Is you got extra space on your contract to fill, put it in there. However the chances of the hold harmless clause working are about 1 and 1 million.

Geoff


----------



## BRL (Dec 21, 1999)

I agree with Geoff, it can't hurt to have it in there & try it. Maybe your customer's lawyerinsurance company doesn't know they don't really fly & they'll just try to settle any claims and not bother the contractor. The Lawnguy says they don't mean anything in his state of CT. My uneducated take on it is, if someone sues, they should have to prove negligence. If you can prove you were not negligent in providing services, then any claims would be the responsibility of the person who signed on to accept those responsibilities. Makes sense to me, but I'm sure the leaches err.. lawyers can poke some big holes in my theory. I have one contract where I had to agree to hold the customer harmless, and if there are any claims, I will not expect that customer to have to accept any of the responsibility for them. That's what the agreement I signed means, so that is the way I will handle it (I should say my insurance company will handle it). That's my $.03.


----------



## John Allin (Sep 18, 2000)

We could go on for days about this.....

Like anything else, if you just write it into the contract and then just expect that the customer will fold (or better yet, that their insurance carrier's adjuster will fold) when you point it out - it's not worth much. However, if you do your part in following up on a suit (see another lengthy thread on this subject) that has been filed, you may be surprised at just how effective it will be. Assumptions definitely are worthless. Track records, case studies, "precedent", documentation and the like all tie in to this too. You can make the statement that the customer is to defend and hold you harmless - but if you cannot back up that you did what you were supposed to under the guidelines of the entire contract, then the customer can say that you didn't do your job to begin with and can pull you in under that premise.

Liken it to doing your taxes..... some things that are thought to be not deductable can be deductable if you have proper documentation and backup.

Some parts of your contract are enforcable only if you have documentation to back up that you did your part....

Hold harmless agreements WILL stand up, but not on their own. The "other stuff" goes along with it. First thing out of the customers insurance carriers lawyers mouth is "you didn't do your job so we cannot defend you". Then you have to prove that you DID do your job (and this can be done quite simply if you have what you need at your disposal). Simply stating "I did my job" isn't enough. You're word may be great with your kids, but not with lawyers.

Geoff is right. The chances of it holding up are 1 in a million - when taken on its own.
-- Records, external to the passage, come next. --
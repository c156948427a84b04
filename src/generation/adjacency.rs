//! Point adjacency graph
//!
//! Two generator points are neighbours when their raster cells touch: every
//! proximity-field cell that records two distinct owners contributes an
//! undirected edge between them.

use crate::error::{CoastError, Result};
use crate::generation::ProximityField;

/// Undirected neighbour graph over the points of one round
///
/// Neighbour lists are sorted and free of duplicates and self loops. The
/// graph is immutable once built; a point with no recorded neighbours is an
/// isolated node and every consumer treats its empty list as valid.
#[derive(Debug, Clone, PartialEq, Eq)]
pub struct AdjacencyGraph {
    neighbors: Vec<Vec<usize>>,
}

impl AdjacencyGraph {
    /// Derive adjacency from a rasterized proximity field
    pub fn from_field(field: &ProximityField) -> Self {
        let edges = field.cells().iter().filter_map(|cell| match (cell.p0, cell.p1) {
            (Some(a), Some(b)) if a != b => Some((a, b)),
            _ => None,
        });
        Self::from_edges(field.point_count(), edges)
    }

    /// Build a graph from undirected edges
    ///
    /// Each edge is inserted in both directions, so the result is symmetric
    /// by construction. Self loops and edges touching points outside
    /// `0..point_count` are dropped.
    pub fn from_edges<I>(point_count: usize, edges: I) -> Self
    where
        I: IntoIterator<Item = (usize, usize)>,
    {
        let mut neighbors = vec![Vec::new(); point_count];
        for (a, b) in edges {
            if a == b || a >= point_count || b >= point_count {
                continue;
            }
            neighbors[a].push(b);
            neighbors[b].push(a);
        }
        for list in &mut neighbors {
            list.sort_unstable();
            list.dedup();
        }
        Self { neighbors }
    }

    /// Wrap explicit neighbour lists, checking symmetry
    ///
    /// # Errors
    ///
    /// Returns `InvariantViolation` if the lists are asymmetric, reference a
    /// missing point or contain a self loop.
    pub fn from_neighbors(mut neighbors: Vec<Vec<usize>>) -> Result<Self> {
        for list in &mut neighbors {
            list.sort_unstable();
            list.dedup();
        }
        let graph = Self { neighbors };
        graph.verify()?;
        Ok(graph)
    }

    /// Number of points (graph nodes)
    #[inline]
    pub fn point_count(&self) -> usize {
        self.neighbors.len()
    }

    /// Sorted neighbours of `point`
    #[inline]
    pub fn neighbors(&self, point: usize) -> &[usize] {
        &self.neighbors[point]
    }

    /// Returns true if `a` and `b` are adjacent (binary search)
    pub fn are_adjacent(&self, a: usize, b: usize) -> bool {
        self.neighbors
            .get(a)
            .map(|list| list.binary_search(&b).is_ok())
            .unwrap_or(false)
    }

    /// Number of undirected edges
    pub fn edge_count(&self) -> usize {
        self.neighbors.iter().map(Vec::len).sum::<usize>() / 2
    }

    /// Check that adjacency is symmetric, in range and loop free
    pub fn verify(&self) -> Result<()> {
        let count = self.neighbors.len();
        for (point, list) in self.neighbors.iter().enumerate() {
            for &other in list {
                if other >= count {
                    return Err(CoastError::InvariantViolation(format!(
                        "point {} lists neighbour {} outside 0..{}",
                        point, other, count
                    )));
                }
                if other == point {
                    return Err(CoastError::InvariantViolation(format!(
                        "point {} is adjacent to itself",
                        point
                    )));
                }
                if !self.are_adjacent(other, point) {
                    return Err(CoastError::InvariantViolation(format!(
                        "asymmetric adjacency: {} -> {} has no reverse edge",
                        point, other
                    )));
                }
            }
        }
        Ok(())
    }
}

#[cfg(test)]
mod tests {
    use super::*;
    use glam::Vec2;

    #[test]
    fn test_from_edges_is_symmetric_and_sorted() {
        let graph = AdjacencyGraph::from_edges(4, [(2, 0), (0, 1), (1, 0), (3, 3), (0, 9)]);
        assert_eq!(graph.neighbors(0), &[1, 2]);
        assert_eq!(graph.neighbors(1), &[0]);
        assert_eq!(graph.neighbors(2), &[0]);
        assert!(graph.neighbors(3).is_empty());
        assert_eq!(graph.edge_count(), 2);
        assert!(graph.verify().is_ok());
    }

    #[test]
    fn test_from_neighbors_rejects_asymmetry() {
        let result = AdjacencyGraph::from_neighbors(vec![vec![1], vec![]]);
        assert!(matches!(result, Err(CoastError::InvariantViolation(_))));

        let result = AdjacencyGraph::from_neighbors(vec![vec![0]]);
        assert!(matches!(result, Err(CoastError::InvariantViolation(_))));
    }

    #[test]
    fn test_from_field_lattice() {
        // 2x2 lattice: every point touches the other three through the raster
        let points = vec![
            Vec2::new(0.25, 0.25),
            Vec2::new(0.75, 0.25),
            Vec2::new(0.25, 0.75),
            Vec2::new(0.75, 0.75),
        ];
        let field = ProximityField::rasterize(&points, 8).unwrap();
        let graph = AdjacencyGraph::from_field(&field);

        assert!(graph.verify().is_ok());
        assert!(graph.are_adjacent(0, 1));
        assert!(graph.are_adjacent(0, 2));
        assert!(graph.are_adjacent(1, 3));
        assert!(graph.are_adjacent(2, 3));
        assert!(!graph.are_adjacent(0, 0));
    }

    #[test]
    fn test_isolated_point_has_empty_neighbours() {
        let graph = AdjacencyGraph::from_edges(3, [(0, 1)]);
        assert!(graph.neighbors(2).is_empty());
        assert!(graph.verify().is_ok());
    }
}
The odds drop dramatically if you have the "other stuff" that goes along with it.

BRL's comment that you can "try it" lends one to believe that the attempt will be half hearted in the absence of the balance of the documentation that is necessary to make it stick.
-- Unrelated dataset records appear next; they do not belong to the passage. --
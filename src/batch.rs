//! Independent pipeline runs over many seeds
//!
//! Each run owns its RNG and every structure it builds, so runs share
//! nothing but the read-only configuration. With the `parallel` feature the
//! runs are spread over the rayon thread pool.

#[cfg(feature = "parallel")]
use rayon::prelude::*;
use tracing::info;

use crate::config::ContinentConfig;
use crate::error::Result;
use crate::pipeline::Continent;

/// Generate one continent per seed, results in seed order
///
/// `config.seed` is ignored; every other setting applies to all runs.
///
/// # Example
///
/// ```
/// use continent_coast::*;
///
/// let config = ContinentConfigBuilder::new()
///     .rounds(2)
///     .unwrap()
///     .build()
///     .unwrap();
///
/// let continents = generate_many(&config, &[1, 2, 3]);
/// assert_eq!(continents.len(), 3);
/// assert_eq!(continents[1].as_ref().unwrap().config().seed, 2);
/// ```
pub fn generate_many(config: &ContinentConfig, seeds: &[u64]) -> Vec<Result<Continent>> {
    info!(runs = seeds.len(), "generating continents");
    let run = |&seed: &u64| Continent::generate(ContinentConfig { seed, ..*config });

    #[cfg(feature = "parallel")]
    let continents = seeds.par_iter().map(run).collect();
    #[cfg(not(feature = "parallel"))]
    let continents = seeds.iter().map(run).collect();

    continents
}

#[cfg(test)]
mod tests {
    use super::*;
    use crate::config::ContinentConfigBuilder;

    #[test]
    fn test_batch_matches_single_runs() {
        let config = ContinentConfigBuilder::new()
            .seed(0)
            .rounds(3)
            .unwrap()
            .build()
            .unwrap();
        let seeds = [5, 6, 7, 5];
        let batch = generate_many(&config, &seeds);
        assert_eq!(batch.len(), seeds.len());

        for (continent, &seed) in batch.iter().zip(&seeds) {
            let continent = continent.as_ref().unwrap();
            let single = Continent::generate(ContinentConfig { seed, ..config }).unwrap();
            assert_eq!(continent.config().seed, seed);
            assert_eq!(continent.water(), single.water());
        }
    }

    #[test]
    fn test_invalid_config_fails_every_run() {
        let config = ContinentConfig {
            raster_scale: 1,
            ..ContinentConfigBuilder::new().seed(1).build().unwrap()
        };
        let batch = generate_many(&config, &[1, 2]);
        assert!(batch
            .iter()
            .all(|result| matches!(result, Err(crate::error::CoastError::InvalidConfig(_)))));
    }

    #[test]
    fn test_empty_batch() {
        let config = ContinentConfigBuilder::new().seed(1).build().unwrap();
        assert!(generate_many(&config, &[]).is_empty());
    }
}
Alot of people are easily bluffed too. If a lawyer for the "other side" states that "this doesn't hold up", sometimes we tend to fold 'em at that point because we are too tired, or uneducated, to fight it properly.

For what it's worth.... we have not had to participate in any action where we had the customer agree to defend and hold us harmless, AND when we could back up our claim that we did what we were contracted to do. As I have stated in previous thread(s), we (or better yet our insurance carrier at the time) paid out $10,000 (one claim) to someone who sued us for a slip and fall claiming we didn't salt the lot. Salting wasn't in our contract and WE didn't pay attention to what the carrier was doing. They paid it out as a nusiance claim and we dropped them at the end of the policy year (we only had them one year). We learned a lesson (it was 10 years ago) about "paying attention" and we have not paid out since (knock on wood please, everyone). And, as alot of you know - we have a whole bunch of exposure given our size.
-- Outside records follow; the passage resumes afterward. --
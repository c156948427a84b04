//! Nearest-ancestor mask projection
//!
//! Seeds a finer round with the coarser round's shape: every new point
//! copies the state of the old point nearest to it, so continent-scale
//! shape is stable across the resolution pyramid while each round only adds
//! fresh detail.

use glam::Vec2;

use crate::error::{CoastError, Result};
use crate::generation::ProximityField;
use crate::mask::{RegionMask, WaterMask};

/// For each new point, the index of its nearest old point
pub fn ancestors(old_field: &ProximityField, new_points: &[Vec2]) -> Vec<usize> {
    new_points.iter().map(|&p| old_field.owner_at(p)).collect()
}

/// Copy water state from ancestors onto the new point set
///
/// # Errors
///
/// Returns `DegenerateInput` if the old mask does not cover the old field.
pub fn project_water(
    old_field: &ProximityField,
    old_water: &WaterMask,
    new_points: &[Vec2],
) -> Result<WaterMask> {
    check_coverage(old_field, old_water.len())?;
    let flags = ancestors(old_field, new_points)
        .into_iter()
        .map(|ancestor| old_water.is_water(ancestor))
        .collect();
    Ok(WaterMask::from_flags(flags))
}

/// Copy region ids from ancestors onto the new point set
pub fn project_regions(
    old_field: &ProximityField,
    old_regions: &RegionMask,
    new_points: &[Vec2],
) -> Result<RegionMask> {
    check_coverage(old_field, old_regions.len())?;
    let ids = ancestors(old_field, new_points)
        .into_iter()
        .map(|ancestor| old_regions.get(ancestor))
        .collect();
    Ok(RegionMask::from_ids(ids))
}

fn check_coverage(old_field: &ProximityField, mask_len: usize) -> Result<()> {
    if mask_len != old_field.point_count() {
        return Err(CoastError::DegenerateInput(format!(
            "mask covers {} points but the proximity field was built over {}",
            mask_len,
            old_field.point_count()
        )));
    }
    Ok(())
}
They work... but not by themselves.


----------



## John Allin (Sep 18, 2000)

One more thing....

Thanks for the compliments on the SIMA office staff and the video. The ladies there work very hard and we try to have a high standard with regards to how Members are treated (as well as prospective members). 

I'll pass your comments on to them, unless Tammy has already seen this thread..


----------



## Caneplow (Jan 31, 2001)

So is the best advise to put this in; have enough insurance and do your job correctly. Of course not in that order.


----------